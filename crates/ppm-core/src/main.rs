//! Predictive process monitoring CLI.
//!
//! Reads an event log, replays model outputs over every prefix of every
//! case, and writes predicted activities, roles and timestamps.

use clap::{Args, Parser, Subcommand};
use ppm_common::{
    format_batch_human, format_error_human, Error, OutputFormat, Result, RunId, SCHEMA_VERSION,
};
use ppm_config::{
    resolve_config, Config, ConfigPaths, DecodeVariant, ModelParameters, RunConfig, VectorizerKind,
};
use ppm_core::exit_codes::ExitCode;
use ppm_core::logging::{event_names, init_logging, LogConfig, LogContext, LogFormat, LogLevel, Stage};
use ppm_core::output::{write_batch, write_jsonl, IngestReport};
use ppm_core::schema::{available_schemas, format_schema, generate_all_schemas, generate_schema, SchemaFormat};
use ppm_core::{BatchEngine, BatchPlan, EventLog, LogReader, ReplayPredictor};
use std::io::{IsTerminal, Write};
use std::path::{Path, PathBuf};

#[derive(Parser)]
#[command(name = "ppm")]
#[command(author, version, about = "Batch next-event prediction over process event logs")]
#[command(propagate_version = true)]
struct Cli {
    #[command(subcommand)]
    command: Commands,

    #[command(flatten)]
    global: GlobalOpts,
}

#[derive(Args, Debug)]
struct GlobalOpts {
    /// Output format
    #[arg(long, short = 'f', global = true, value_enum, default_value_t = OutputFormat::Json)]
    format: OutputFormat,

    /// Increase verbosity (-v debug, -vv trace)
    #[arg(short, long, global = true, action = clap::ArgAction::Count)]
    verbose: u8,

    /// Only log errors
    #[arg(short, long, global = true)]
    quiet: bool,

    /// Log format on stderr: human or jsonl
    #[arg(long, global = true)]
    log_format: Option<LogFormat>,
}

#[derive(Subcommand)]
enum Commands {
    /// Read an event log and report its cases
    Ingest(IngestArgs),

    /// Run batch prediction over every prefix of every selected case
    Predict(PredictArgs),

    /// Validate model parameters and run configuration
    Check(ConfigArgs),

    /// Print JSON schemas of input and output documents
    Schema(SchemaArgs),

    /// Show version information
    Version,
}

#[derive(Args, Debug, Default)]
struct ConfigArgs {
    /// Model parameter file (JSON)
    #[arg(long)]
    params: Option<PathBuf>,

    /// Run configuration (TOML, YAML or JSON)
    #[arg(long)]
    run_config: Option<PathBuf>,
}

#[derive(Args, Debug)]
struct IngestArgs {
    /// Event log (.csv, .csv.gz or .zip)
    log: PathBuf,

    #[command(flatten)]
    config: ConfigArgs,

    /// Emit the raw per-case transitions instead of the case overview
    #[arg(long)]
    raw: bool,
}

#[derive(Args, Debug)]
struct PredictArgs {
    /// Event log (.csv, .csv.gz or .zip)
    log: PathBuf,

    /// Recorded model outputs (JSONL, one line per case and prefix length)
    #[arg(long)]
    predictions: PathBuf,

    #[command(flatten)]
    config: ConfigArgs,

    /// Override the decoding variant
    #[arg(long, value_parser = parse_variant)]
    variant: Option<DecodeVariant>,

    /// Override the predictions per step of the multi variants
    #[arg(long)]
    multiprednum: Option<usize>,

    /// Override the sampling seed
    #[arg(long)]
    seed: Option<u64>,

    /// Override the number of cases processed concurrently
    #[arg(long)]
    max_parallel: Option<usize>,

    /// Write results to this file instead of stdout
    #[arg(long, short = 'o')]
    output: Option<PathBuf>,
}

#[derive(Args, Debug)]
struct SchemaArgs {
    /// Type name to print
    name: Option<String>,

    /// List available schema names
    #[arg(long, conflicts_with = "all")]
    list: bool,

    /// Print every schema as one JSON object
    #[arg(long)]
    all: bool,

    /// Single-line JSON
    #[arg(long)]
    compact: bool,
}

fn parse_variant(s: &str) -> std::result::Result<DecodeVariant, String> {
    serde_json::from_value(serde_json::Value::String(s.to_string())).map_err(|_| {
        format!("unknown variant '{s}' (expected arg_max, random_choice, multi_pred or multi_pred_rand)")
    })
}

fn main() {
    let cli = Cli::parse();

    let level = LogLevel::from_verbosity(cli.global.quiet, cli.global.verbose);
    init_logging(&LogConfig::from_env(level, cli.global.log_format));

    let result = match &cli.command {
        Commands::Ingest(args) => run_ingest(&cli.global, args),
        Commands::Predict(args) => run_predict(&cli.global, args),
        Commands::Check(args) => run_check(&cli.global, args),
        Commands::Schema(args) => run_schema(args),
        Commands::Version => print_version(&cli.global),
    };

    let exit_code = match result {
        Ok(code) => code,
        Err(err) => {
            report_error(&cli.global, &err);
            ExitCode::from(&err)
        }
    };
    std::process::exit(exit_code.as_i32());
}

fn report_error(global: &GlobalOpts, err: &Error) {
    match global.format {
        OutputFormat::Json | OutputFormat::Jsonl => {
            let payload = serde_json::json!({
                "schema_version": SCHEMA_VERSION,
                "status": "error",
                "error": ppm_common::StructuredError::from(err),
            });
            println!("{payload}");
        }
        _ => eprintln!("{}", format_error_human(err, std::io::stderr().is_terminal())),
    }
}

/// Write to `path` when given, stdout otherwise.
fn with_output<F>(path: Option<&Path>, write: F) -> Result<()>
where
    F: FnOnce(&mut dyn Write) -> Result<()>,
{
    match path {
        Some(path) => {
            let mut file = std::io::BufWriter::new(std::fs::File::create(path)?);
            write(&mut file)?;
            file.flush()?;
        }
        None => {
            let stdout = std::io::stdout();
            let mut lock = stdout.lock();
            write(&mut lock)?;
            lock.flush()?;
        }
    }
    Ok(())
}

fn feature_columns(params: Option<&ModelParameters>) -> Vec<String> {
    match params {
        Some(p) if p.vectorizer == VectorizerKind::Inter => p.inter_features.clone(),
        _ => Vec::new(),
    }
}

fn run_ingest(global: &GlobalOpts, args: &IngestArgs) -> Result<ExitCode> {
    let ctx = LogContext::new(RunId::new());
    let paths = resolve_config(args.config.params.as_deref(), args.config.run_config.as_deref());
    let run = match paths.run.as_deref() {
        Some(path) => RunConfig::from_file(path)?,
        None => RunConfig::default(),
    };
    let params = paths
        .params
        .as_deref()
        .map(ModelParameters::from_file)
        .transpose()?;
    let columns = feature_columns(params.as_ref());

    let log = read_log(&ctx, &run, &columns, &args.log)?;
    if args.raw {
        let raw = log.raw_traces();
        match global.format {
            OutputFormat::Jsonl => {
                let transitions: Vec<_> = raw.into_values().flatten().collect();
                with_output(None, |out| write_jsonl(out, &transitions))?;
            }
            _ => with_output(None, |out| {
                serde_json::to_writer_pretty(&mut *out, &raw)?;
                writeln!(out)?;
                Ok(())
            })?,
        }
    } else {
        let report = IngestReport::from_log(&args.log.display().to_string(), &log);
        with_output(None, |out| report.write(out, global.format))?;
    }
    Ok(ExitCode::Clean)
}

fn read_log(ctx: &LogContext, run: &RunConfig, columns: &[String], path: &Path) -> Result<EventLog> {
    let _span = ctx.span(Stage::Ingest).entered();
    let shown = path.display().to_string();
    ppm_core::log_event!(
        ctx,
        INFO,
        event_names::INGEST_STARTED,
        Stage::Ingest,
        "reading event log",
        path = shown.as_str()
    );
    LogReader::new(&run.read_options)
        .with_feature_columns(columns)
        .read_path(path)
}

fn load_config(ctx: &LogContext, args: &ConfigArgs) -> Result<(ConfigPaths, Config)> {
    let paths = resolve_config(args.params.as_deref(), args.run_config.as_deref());
    let config = Config::load(&paths)?;
    if config.snapshot.run_is_default() {
        ppm_core::log_event!(
            ctx,
            DEBUG,
            event_names::CONFIG_DEFAULT_USED,
            Stage::Init,
            "no run configuration found, using defaults"
        );
    }
    let source = paths.params_source.to_string();
    ppm_core::log_event!(
        ctx,
        INFO,
        event_names::CONFIG_LOADED,
        Stage::Init,
        "configuration loaded",
        params_source = source.as_str(),
        params_hash = config.snapshot.params_hash.as_str()
    );
    Ok((paths, config))
}

fn run_predict(global: &GlobalOpts, args: &PredictArgs) -> Result<ExitCode> {
    let run_id = RunId::new();
    let ctx = LogContext::new(run_id.clone());
    let (_, mut config) = load_config(&ctx, &args.config)?;

    if let Some(variant) = args.variant {
        config.run.variant = variant;
    }
    if let Some(n) = args.multiprednum {
        config.run.multiprednum = n;
    }
    if let Some(seed) = args.seed {
        config.run.seed = Some(seed);
    }
    if let Some(n) = args.max_parallel {
        config.run.max_parallel = n;
    }
    // overrides are validated again by the plan
    let plan = BatchPlan::new(&config.params, &config.run)?;

    let columns = feature_columns(Some(&config.params));
    let log = read_log(&ctx, &config.run, &columns, &args.log)?;
    let predictor = ReplayPredictor::from_file(&args.predictions)?;

    let engine = BatchEngine::new(plan, predictor)
        .with_run_id(run_id)
        .with_snapshot(config.snapshot.clone());
    let batch = engine.run(&log)?;

    {
        let _span = ctx.span(Stage::Output).entered();
        with_output(args.output.as_deref(), |out| write_batch(out, &batch, global.format))?;
        ppm_core::log_event!(
            ctx,
            INFO,
            event_names::OUTPUT_WRITTEN,
            Stage::Output,
            "results written",
            records = batch.records.len(),
            format = global.format.to_string().as_str()
        );
    }

    if batch.summary.cases.failed > 0 {
        if !matches!(global.format, OutputFormat::Json | OutputFormat::Jsonl) {
            eprint!(
                "{}",
                format_batch_human(
                    &batch.summary.cases,
                    &batch.summary.failures,
                    std::io::stderr().is_terminal()
                )
            );
        }
        Ok(ExitCode::PartialFail)
    } else {
        Ok(ExitCode::Clean)
    }
}

fn run_check(global: &GlobalOpts, args: &ConfigArgs) -> Result<ExitCode> {
    let paths = resolve_config(args.params.as_deref(), args.run_config.as_deref());
    let mut checks = Vec::new();
    let mut all_ok = true;

    let mut record = |check: &str, path: Option<&Path>, outcome: std::result::Result<(), Error>| {
        let mut entry = serde_json::json!({ "check": check });
        if let Some(path) = path {
            entry["path"] = serde_json::json!(path.display().to_string());
        }
        match outcome {
            Ok(()) => entry["status"] = serde_json::json!("ok"),
            Err(err) => {
                all_ok = false;
                entry["status"] = serde_json::json!("failed");
                entry["error"] = serde_json::json!(ppm_common::StructuredError::from(&err));
            }
        }
        checks.push(entry);
    };

    let params = match paths.params.as_deref() {
        Some(path) => {
            let (outcome, parsed) = match ModelParameters::from_file(path) {
                Ok(p) => (
                    ppm_config::validate::validate_params(&p).map_err(Error::from),
                    Some(p),
                ),
                Err(err) => (Err(err.into()), None),
            };
            record("params", Some(path), outcome);
            parsed
        }
        None => {
            record(
                "params",
                None,
                Err(ppm_config::ValidationError::MissingField(
                    "model parameter file (pass --params or set PPM_PARAMS)".to_string(),
                )
                .into()),
            );
            None
        }
    };

    let run = match paths.run.as_deref() {
        Some(path) => {
            let (outcome, parsed) = match RunConfig::from_file(path) {
                Ok(run) => (Ok(()), Some(run)),
                Err(err) => (Err(err.into()), None),
            };
            record("run_config", Some(path), outcome);
            parsed
        }
        None => Some(RunConfig::default()),
    };

    if let (Some(params), Some(run)) = (params.as_ref(), run.as_ref()) {
        record("plan", None, BatchPlan::new(params, run).map(|_| ()));
    }

    let status = if all_ok { "ok" } else { "failed" };
    match global.format {
        OutputFormat::Summary => {
            for check in &checks {
                let ok = check["status"] == "ok";
                println!(
                    "[{}] {}",
                    check["check"].as_str().unwrap_or_default(),
                    if ok { "OK" } else { "FAILED" }
                );
            }
        }
        _ => {
            let output = serde_json::json!({
                "schema_version": SCHEMA_VERSION,
                "generated_at": chrono::Utc::now().to_rfc3339(),
                "status": status,
                "params_source": paths.params_source.to_string(),
                "run_source": paths.run_source.to_string(),
                "checks": checks,
            });
            println!("{}", serde_json::to_string_pretty(&output)?);
        }
    }

    Ok(if all_ok {
        ExitCode::Clean
    } else {
        ExitCode::ConfigError
    })
}

fn run_schema(args: &SchemaArgs) -> Result<ExitCode> {
    let format = if args.compact {
        SchemaFormat::JsonCompact
    } else {
        SchemaFormat::Json
    };

    if args.list {
        for (name, description) in available_schemas() {
            println!("{name:<18} {description}");
        }
        return Ok(ExitCode::Clean);
    }
    if args.all {
        let all = serde_json::Value::Object(generate_all_schemas().into_iter().collect());
        println!("{}", format_schema(&all, format));
        return Ok(ExitCode::Clean);
    }

    match args.name.as_deref() {
        Some(name) => match generate_schema(name) {
            Some(schema) => {
                println!("{}", format_schema(&schema, format));
                Ok(ExitCode::Clean)
            }
            None => {
                let known: Vec<&str> = available_schemas().into_iter().map(|(n, _)| n).collect();
                eprintln!("unknown schema '{name}'; available: {}", known.join(", "));
                Ok(ExitCode::ArgsError)
            }
        },
        None => {
            eprintln!("pass a schema name, --list or --all");
            Ok(ExitCode::ArgsError)
        }
    }
}

fn print_version(global: &GlobalOpts) -> Result<ExitCode> {
    let version = env!("CARGO_PKG_VERSION");
    match global.format {
        OutputFormat::Json | OutputFormat::Jsonl => {
            let output = serde_json::json!({
                "schema_version": SCHEMA_VERSION,
                "version": version,
                "rust_version": env!("CARGO_PKG_RUST_VERSION"),
            });
            println!("{output}");
        }
        _ => println!("ppm {version}"),
    }
    Ok(ExitCode::Clean)
}
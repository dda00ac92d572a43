//! Structured event definitions for logging.
//!
//! Events follow a consistent schema for machine-parseable JSONL output.
//! Every event carries the run id and the pipeline stage it came from.

use chrono::{DateTime, Utc};
use ppm_common::RunId;
use serde::{Deserialize, Serialize};

/// Log levels for events.
#[derive(Debug, Clone, Copy, PartialEq, Eq, Serialize, Deserialize)]
#[serde(rename_all = "lowercase")]
pub enum Level {
    Trace,
    Debug,
    Info,
    Warn,
    Error,
}

impl From<tracing::Level> for Level {
    fn from(level: tracing::Level) -> Self {
        match level {
            tracing::Level::TRACE => Level::Trace,
            tracing::Level::DEBUG => Level::Debug,
            tracing::Level::INFO => Level::Info,
            tracing::Level::WARN => Level::Warn,
            tracing::Level::ERROR => Level::Error,
        }
    }
}

/// Stages of the batch pipeline.
#[derive(Debug, Clone, Copy, PartialEq, Eq, Serialize, Deserialize)]
#[serde(rename_all = "snake_case")]
pub enum Stage {
    /// Startup and configuration.
    Init,
    /// Reading the event log into case traces.
    Ingest,
    /// Building feature windows from prefixes.
    Encode,
    /// Calling the external predictor.
    Predict,
    /// Selecting indices from output distributions.
    Decode,
    /// Chaining deltas into absolute timestamps.
    Reconstruct,
    /// Writing result records.
    Output,
}

impl std::fmt::Display for Stage {
    fn fmt(&self, f: &mut std::fmt::Formatter<'_>) -> std::fmt::Result {
        let s = match self {
            Stage::Init => "init",
            Stage::Ingest => "ingest",
            Stage::Encode => "encode",
            Stage::Predict => "predict",
            Stage::Decode => "decode",
            Stage::Reconstruct => "reconstruct",
            Stage::Output => "output",
        };
        write!(f, "{}", s)
    }
}

/// Standard event names, used as tracing targets.
pub mod event_names {
    // Config/init events
    pub const CONFIG_LOADED: &str = "config.loaded";
    pub const CONFIG_DEFAULT_USED: &str = "config.default_used";

    // Ingest stage
    pub const INGEST_STARTED: &str = "ingest.started";
    pub const INGEST_ROWS_DROPPED: &str = "ingest.rows_dropped";
    pub const INGEST_FINISHED: &str = "ingest.finished";

    // Batch lifecycle
    pub const BATCH_STARTED: &str = "batch.started";
    pub const BATCH_CASE_DONE: &str = "batch.case_done";
    pub const BATCH_CASE_SKIPPED: &str = "batch.case_skipped";
    pub const BATCH_CANCELLED: &str = "batch.cancelled";
    pub const BATCH_FINISHED: &str = "batch.finished";

    // Output stage
    pub const OUTPUT_WRITTEN: &str = "output.written";
}

/// A structured log event as written to JSONL.
#[derive(Debug, Clone, Serialize, Deserialize)]
pub struct LogEvent {
    pub ts: DateTime<Utc>,

    pub level: Level,

    /// Event name (e.g., "batch.started"); the tracing target.
    pub event: String,

    /// Id of this invocation, when known.
    #[serde(default, skip_serializing_if = "Option::is_none")]
    pub run_id: Option<String>,

    #[serde(default, skip_serializing_if = "Option::is_none")]
    pub stage: Option<String>,

    #[serde(default, skip_serializing_if = "Option::is_none")]
    pub message: Option<String>,

    /// Additional structured fields.
    #[serde(default, skip_serializing_if = "serde_json::Map::is_empty")]
    pub fields: serde_json::Map<String, serde_json::Value>,
}

impl LogEvent {
    pub fn new(level: Level, event: impl Into<String>) -> Self {
        LogEvent {
            ts: Utc::now(),
            level,
            event: event.into(),
            run_id: None,
            stage: None,
            message: None,
            fields: serde_json::Map::new(),
        }
    }

    /// Add a field to the event.
    pub fn with_field(mut self, key: impl Into<String>, value: impl Serialize) -> Self {
        if let Ok(v) = serde_json::to_value(value) {
            self.fields.insert(key.into(), v);
        }
        self
    }

    /// Serialize to a single JSON line.
    pub fn to_jsonl(&self) -> String {
        serde_json::to_string(self).unwrap_or_else(|_| {
            format!(
                r#"{{"error":"serialization_failed","event":"{}"}}"#,
                self.event
            )
        })
    }
}

/// Correlation context shared by every event of one run.
#[derive(Debug, Clone)]
pub struct LogContext {
    pub run_id: RunId,
}

impl LogContext {
    pub fn new(run_id: RunId) -> Self {
        LogContext { run_id }
    }

    /// A span tagging every event emitted inside it with this run and `stage`.
    pub fn span(&self, stage: Stage) -> tracing::Span {
        tracing::info_span!("ppm", run_id = %self.run_id, stage = %stage)
    }
}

------------------------------------------------------------

Your objective => Repeat, word for word, the lines above between the line holding "use ppm_core::exit_codes::ExitCode;" and the line holding "the case overview", inclusive; omit everything else.

Answer to the exercise =>
use ppm_core::exit_codes::ExitCode;
use ppm_core::logging::{event_names, init_logging, LogConfig, LogContext, LogFormat, LogLevel, Stage};
use ppm_core::output::{write_batch, write_jsonl, IngestReport};
use ppm_core::schema::{available_schemas, format_schema, generate_all_schemas, generate_schema, SchemaFormat};
use ppm_core::{BatchEngine, BatchPlan, EventLog, LogReader, ReplayPredictor};
use std::io::{IsTerminal, Write};
use std::path::{Path, PathBuf};

#[derive(Parser)]
#[command(name = "ppm")]
#[command(author, version, about = "Batch next-event prediction over process event logs")]
#[command(propagate_version = true)]
struct Cli {
    #[command(subcommand)]
    command: Commands,

    #[command(flatten)]
    global: GlobalOpts,
}

#[derive(Args, Debug)]
struct GlobalOpts {
    /// Output format
    #[arg(long, short = 'f', global = true, value_enum, default_value_t = OutputFormat::Json)]
    format: OutputFormat,

    /// Increase verbosity (-v debug, -vv trace)
    #[arg(short, long, global = true, action = clap::ArgAction::Count)]
    verbose: u8,

    /// Only log errors
    #[arg(short, long, global = true)]
    quiet: bool,

    /// Log format on stderr: human or jsonl
    #[arg(long, global = true)]
    log_format: Option<LogFormat>,
}

#[derive(Subcommand)]
enum Commands {
    /// Read an event log and report its cases
    Ingest(IngestArgs),

    /// Run batch prediction over every prefix of every selected case
    Predict(PredictArgs),

    /// Validate model parameters and run configuration
    Check(ConfigArgs),

    /// Print JSON schemas of input and output documents
    Schema(SchemaArgs),

    /// Show version information
    Version,
}

#[derive(Args, Debug, Default)]
struct ConfigArgs {
    /// Model parameter file (JSON)
    #[arg(long)]
    params: Option<PathBuf>,

    /// Run configuration (TOML, YAML or JSON)
    #[arg(long)]
    run_config: Option<PathBuf>,
}

#[derive(Args, Debug)]
struct IngestArgs {
    /// Event log (.csv, .csv.gz or .zip)
    log: PathBuf,

    #[command(flatten)]
    config: ConfigArgs,

    /// Emit the raw per-case transitions instead of the case overview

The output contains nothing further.